# Pink rings around yolk



## clucklucky (Apr 5, 2016)

My ISA Browns have been laying for a few months now, and their eggs have been completely normal and unremarkable. Except for today, when I hard-boiled some and noticed there are pink rings around the yolk, and it's in most of them. Is this normal? Are they safe to eat?


----------



## Nm156 (May 16, 2015)

Do you have any roosters?


----------



## clucklucky (Apr 5, 2016)

Nm156 said:


> Do you have any roosters?


No, we only have hens


----------



## seminole wind (Aug 22, 2015)

I don't know clucklucky. I've never really seen anything like that. Can you find out who's doing it?

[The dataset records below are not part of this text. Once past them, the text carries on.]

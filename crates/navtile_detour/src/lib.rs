//! Tiled navigation mesh storage and queries.
//!
//! Tiles are created from the output of [`navtile_recast`] with [`create_tile_data`], stored in a
//! [`NavMesh`] and queried through a [`NavMeshQuery`]. Polygons are addressed by [`PolyRef`]s that
//! become invalid once their tile is removed.

mod create;
pub(crate) mod math;
mod nav_mesh;
mod nav_mesh_query;
mod node_pool;
mod poly_ref;
mod query_filter;
mod surface_queries;
mod tile_data;

pub use create::{CreateTileDataError, NavMeshCreateParams, OffMeshConnectionParams, create_tile_data};
pub use nav_mesh::{Link, MeshTile, NavMesh, NavMeshError, NavMeshParams};
pub use nav_mesh_query::{
    DEFAULT_MAX_NODES, NavMeshQuery, PathResult, QueryError, StraightPathFlags, StraightPathPoint,
};
pub use poly_ref::{PolyRef, TileRef};
pub use query_filter::{MAX_AREAS, QueryFilter};
pub use surface_queries::{RaycastHit, SurfaceMove, WallHit};
pub use tile_data::{
    EXT_LINK, INTERNAL_SIDE, MAX_VERTICES_PER_POLYGON, OFF_MESH_BIDIRECTIONAL, OffMeshConnection,
    Poly, PolyDetail, PolyType, TILE_MAGIC, TILE_VERSION, TileData, TileDataError, TileHeader,
};
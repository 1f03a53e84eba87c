use crate::region::RegionId;

/// Open space above a walkable surface in a [`CompactHeightfield`](crate::CompactHeightfield).
#[derive(Debug, Clone, Copy, PartialEq, Eq, Default)]
#[cfg_attr(feature = "serialize", derive(serde::Serialize, serde::Deserialize))]
pub struct CompactSpan {
    /// Floor height in voxels.
    pub y: u16,
    /// Region the span was assigned to.
    pub region: RegionId,
    // Four 6 bit neighbor layers in the low bits, clearance in the high byte.
    packed: u32,
}

impl CompactSpan {
    /// Layer value of a direction without a walkable neighbor.
    pub const NOT_CONNECTED: u8 = 0x3f;

    const LAYER_BITS: u32 = 6;
    const LAYER_MASK: u32 = (1 << Self::LAYER_BITS) - 1;
    const HEIGHT_SHIFT: u32 = 24;

    /// A span with `height` voxels of clearance and no neighbors.
    pub(crate) fn new(y: u16, height: u8) -> Self {
        let unconnected = (0..4).fold(0, |packed, direction| {
            packed | (Self::NOT_CONNECTED as u32) << (direction * Self::LAYER_BITS)
        });
        Self {
            y,
            region: RegionId::NONE,
            packed: unconnected | (height as u32) << Self::HEIGHT_SHIFT,
        }
    }

    /// The layer of the walkable neighbor in `direction`, counted from the bottom of its column.
    #[inline]
    pub fn con(&self, direction: u8) -> Option<u8> {
        let layer = (self.packed >> (direction as u32 * Self::LAYER_BITS)) & Self::LAYER_MASK;
        (layer != Self::NOT_CONNECTED as u32).then_some(layer as u8)
    }

    /// Links a direction to a neighbor layer, or unlinks it with [`Self::NOT_CONNECTED`].
    #[inline]
    pub fn set_con(&mut self, direction: u8, layer: u8) {
        let shift = direction as u32 * Self::LAYER_BITS;
        self.packed &= !(Self::LAYER_MASK << shift);
        self.packed |= (layer as u32 & Self::LAYER_MASK) << shift;
    }

    /// Clearance above [`CompactSpan::y`] in voxels.
    #[inline]
    pub fn height(&self) -> u8 {
        (self.packed >> Self::HEIGHT_SHIFT) as u8
    }
}

#[cfg(test)]
mod tests {
    use super::*;

    #[test]
    fn new_span_has_no_neighbors() {
        let span = CompactSpan::new(7, 200);
        assert_eq!(span.y, 7);
        assert_eq!(span.height(), 200);
        assert!((0..4).all(|direction| span.con(direction).is_none()));
    }

    #[test]
    fn directions_do_not_overlap() {
        let mut span = CompactSpan::new(0, 42);
        span.set_con(2, 5);
        span.set_con(3, 62);
        assert_eq!(span.con(1), None);
        assert_eq!(span.con(2), Some(5));
        assert_eq!(span.con(3), Some(62));
        assert_eq!(span.height(), 42);

        span.set_con(2, CompactSpan::NOT_CONNECTED);
        assert_eq!(span.con(2), None);
        assert_eq!(span.con(3), Some(62));
    }
}
use crate::{CompactHeightfield, span::AreaType};

impl CompactHeightfield {
    /// Erodes the walkable area by the agent radius.
    ///
    /// Computes a two-pass chamfer distance to the nearest non-walkable span and marks every span
    /// closer than `walkable_radius` cells as [`AreaType::NOT_WALKABLE`].
    pub fn erode_walkable_area(&mut self, walkable_radius: u16) {
        // Blocked spans and walkable spans missing a walkable neighbor start at zero.
        let mut distance: Vec<u8> = self
            .iter_spans()
            .map(|(x, z, span_index)| {
                let enclosed = self.areas[span_index].is_walkable()
                    && (0..4).all(|direction| {
                        self.neighbor(x, z, span_index, direction)
                            .is_some_and(|(_, _, neighbor)| self.areas[neighbor].is_walkable())
                    });
                if enclosed { u8::MAX } else { 0 }
            })
            .collect();

        let relax = |distance: &mut [u8], target: usize, source: usize, cost: u8| {
            let new_distance = distance[source].saturating_add(cost);
            if new_distance < distance[target] {
                distance[target] = new_distance;
            }
        };

        // Pass 1
        for z in 0..self.height {
            for x in 0..self.width {
                for span_index in self.cell_at(x, z).index_range() {
                    if let Some((ax, az, a_index)) = self.neighbor(x, z, span_index, 0) {
                        // (-1,0)
                        relax(&mut distance, span_index, a_index, 2);
                        // (-1,-1)
                        if let Some((_, _, b_index)) = self.neighbor(ax, az, a_index, 3) {
                            relax(&mut distance, span_index, b_index, 3);
                        }
                    }
                    if let Some((ax, az, a_index)) = self.neighbor(x, z, span_index, 3) {
                        // (0,-1)
                        relax(&mut distance, span_index, a_index, 2);
                        // (1,-1)
                        if let Some((_, _, b_index)) = self.neighbor(ax, az, a_index, 2) {
                            relax(&mut distance, span_index, b_index, 3);
                        }
                    }
                }
            }
        }

        // Pass 2
        for z in (0..self.height).rev() {
            for x in (0..self.width).rev() {
                for span_index in self.cell_at(x, z).index_range() {
                    if let Some((ax, az, a_index)) = self.neighbor(x, z, span_index, 2) {
                        // (1,0)
                        relax(&mut distance, span_index, a_index, 2);
                        // (1,1)
                        if let Some((_, _, b_index)) = self.neighbor(ax, az, a_index, 1) {
                            relax(&mut distance, span_index, b_index, 3);
                        }
                    }
                    if let Some((ax, az, a_index)) = self.neighbor(x, z, span_index, 1) {
                        // (0,1)
                        relax(&mut distance, span_index, a_index, 2);
                        // (-1,1)
                        if let Some((_, _, b_index)) = self.neighbor(ax, az, a_index, 0) {
                            relax(&mut distance, span_index, b_index, 3);
                        }
                    }
                }
            }
        }

        let min_boundary_distance = (walkable_radius * 2).min(u8::MAX as u16) as u8;
        for (area, distance) in self.areas.iter_mut().zip(&distance) {
            if *distance < min_boundary_distance {
                *area = AreaType::NOT_WALKABLE;
            }
        }
    }
}

#[cfg(test)]
mod tests {
    use glam::Vec3A;

    use crate::{
        Aabb3d, Heightfield, TriMesh,
        span::AreaType,
    };
    use glam::UVec3;

    fn compact_floor(size: f32) -> crate::CompactHeightfield {
        let mut heightfield = Heightfield::new(
            Aabb3d::from_min_max(Vec3A::ZERO, Vec3A::new(size, 4.0, size)),
            1.0,
            1.0,
        )
        .unwrap();
        let trimesh = TriMesh {
            vertices: vec![
                Vec3A::new(0.0, 1.0, 0.0),
                Vec3A::new(0.0, 1.0, size),
                Vec3A::new(size, 1.0, size),
                Vec3A::new(size, 1.0, 0.0),
            ],
            indices: vec![UVec3::new(0, 1, 2), UVec3::new(0, 2, 3)],
            area_types: vec![AreaType::DEFAULT_WALKABLE; 2],
        };
        heightfield.rasterize_triangles(&trimesh, 1).unwrap();
        heightfield.into_compact(2, 1).unwrap()
    }

    fn walkable_count(compact: &crate::CompactHeightfield) -> usize {
        compact.areas.iter().filter(|area| area.is_walkable()).count()
    }

    #[test]
    fn zero_radius_keeps_everything() {
        let mut compact = compact_floor(5.0);
        compact.erode_walkable_area(0);
        assert_eq!(walkable_count(&compact), 25);
    }

    #[test]
    fn radius_one_removes_outer_ring() {
        let mut compact = compact_floor(5.0);
        compact.erode_walkable_area(1);
        assert_eq!(walkable_count(&compact), 9);
        let center = compact.cell_at(2, 2).index() as usize;
        assert!(compact.areas[center].is_walkable());
        let edge = compact.cell_at(0, 2).index() as usize;
        assert!(!compact.areas[edge].is_walkable());
    }

    #[test]
    fn radius_two_leaves_only_the_center() {
        let mut compact = compact_floor(5.0);
        compact.erode_walkable_area(2);
        assert_eq!(walkable_count(&compact), 1);
    }
}
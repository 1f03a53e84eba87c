use std::sync::Arc;

use glam::Vec3;

use crate::scene::{ModelGeometry, SceneComponent, SceneNode, TriangleGeometry};

/// An upward facing square of `size` centered on the origin.
pub(crate) fn quad(size: f32) -> Arc<ModelGeometry> {
    let h = size * 0.5;
    Arc::new(ModelGeometry::single(TriangleGeometry {
        vertices: vec![
            Vec3::new(-h, 0.0, -h),
            Vec3::new(-h, 0.0, h),
            Vec3::new(h, 0.0, h),
            Vec3::new(h, 0.0, -h),
        ],
        indices: vec![0, 1, 2, 0, 2, 3],
    }))
}

/// A navigable node drawing [`quad`].
pub(crate) fn floor(size: f32) -> SceneNode {
    SceneNode::new("floor")
        .with_component(SceneComponent::navigable())
        .with_component(SceneComponent::StaticModel {
            model: quad(size),
            occlusion_lod: 0,
        })
}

Is it more than once?


----------



## clucklucky (Apr 5, 2016)

I only have three hens and it was in half a dozen or so eggs from the same couple of days, so I'm assuming it's all of them. We haven't eaten any of them and we'll check their new eggs tomorrow. The pink part is not noticeable if the egg is raw, only if it's hard-boiled.


----------



## dawg53 (Aug 25, 2015)

Here's a link for you, it may be caused by bacteria. "Is the appearance of eggs related to egg safety?"
http://www.fsis.usda.gov/wps/portal...ration/shell-eggs-from-farm-to-table/ct_index


----------



## Nm156 (May 16, 2015)

dawg53 said:


> Here's a link for you, it may be caused by bacteria. "Is the appearance of eggs related to egg safety?"
> http://www.fsis.usda.gov/wps/portal...ration/shell-eggs-from-farm-to-table/ct_index


Do you know what would cause the Pseudomonas bacteria?Sick chicken,bad shells, eggs off temperature, etc... ?


----------



## clucklucky (Apr 5, 2016)

Do you have a picture or description of what an egg looks like when it's infected with the Pseudomonas bacteria?


----------



## seminole wind (Aug 22, 2015)

Eggs are porous. They breathe. Clean nests, clean bottoms, collection everyday helps 95%. I don't know how chickens carry pseudomonas without being sick. I've never had an egg that was enclosed in pink . I do get a spot now and then.


----------



## clucklucky (Apr 5, 2016)

I hard-boiled some fresh eggs yesterday and they seemed normal, so I'm not sure what it was.


----------



## seminole wind (Aug 22, 2015)

Who knows . If it's a one time occurrence, it might be some egg factory malfunction. We all have malfunctions, don't we?


----------



## chickenqueen (Jan 9, 2016)

Maybe something they ate affected the eggs...


----------



## WeeLittleChicken (Aug 31, 2012)

I have one hen out there laying green eggs -- not the shell color, the 'whites' inside is green when boiled. I thought they were rotten at first and couldn't for the life of me figure out where I was picking up rotten eggs but it was green... bright green and not rotten at all. Think one of my regular customers got one and scared them off. SIIIIGH. Best I can tell is she was just going nuts on eating clovers and plants out there. I have no other theory. Eggs can be weird sometimes. Not sure what would cause pink - is she still laying them like that? Maybe it'll pass.


----------



## seminole wind (Aug 22, 2015)

I think green in a hard boiled egg means overcooked.


----------



## WeeLittleChicken (Aug 31, 2012)

Overcooked yolks can turn green, yes. I mean the whole _white_ of the egg was green. I cooked a lobster pot full (what was left over from the week) and three were green. Weirdest thing I have ever seen. I'll take a photo if I come across it again.


----------



## clucklucky (Apr 5, 2016)

Over a couple of days the pink ring got smaller until we got an egg with just a dot of pink, and now they're normal. I have no idea what it was, but we've started eating the eggs again with no ill effects.


----------



## MikeA_15 (Feb 21, 2016)

Different colors, but generally green, happen with the boiled eggs creating hydrogen sulfide that reacts with iron in the egg. It is best to let eggs get close to room temperature before boiling them, instead of right from the refrigerator into the pot of boiling water.


----------



## seminole wind (Aug 22, 2015)

Who knows? Right?


----------



## TasteBud (Jul 10, 2021)

clucklucky said:


> Over a couple of days the pink ring got smaller until we got an egg with just a dot of pink, and now they're normal. I have no idea what it was, but we've started eating the eggs again with no ill effects.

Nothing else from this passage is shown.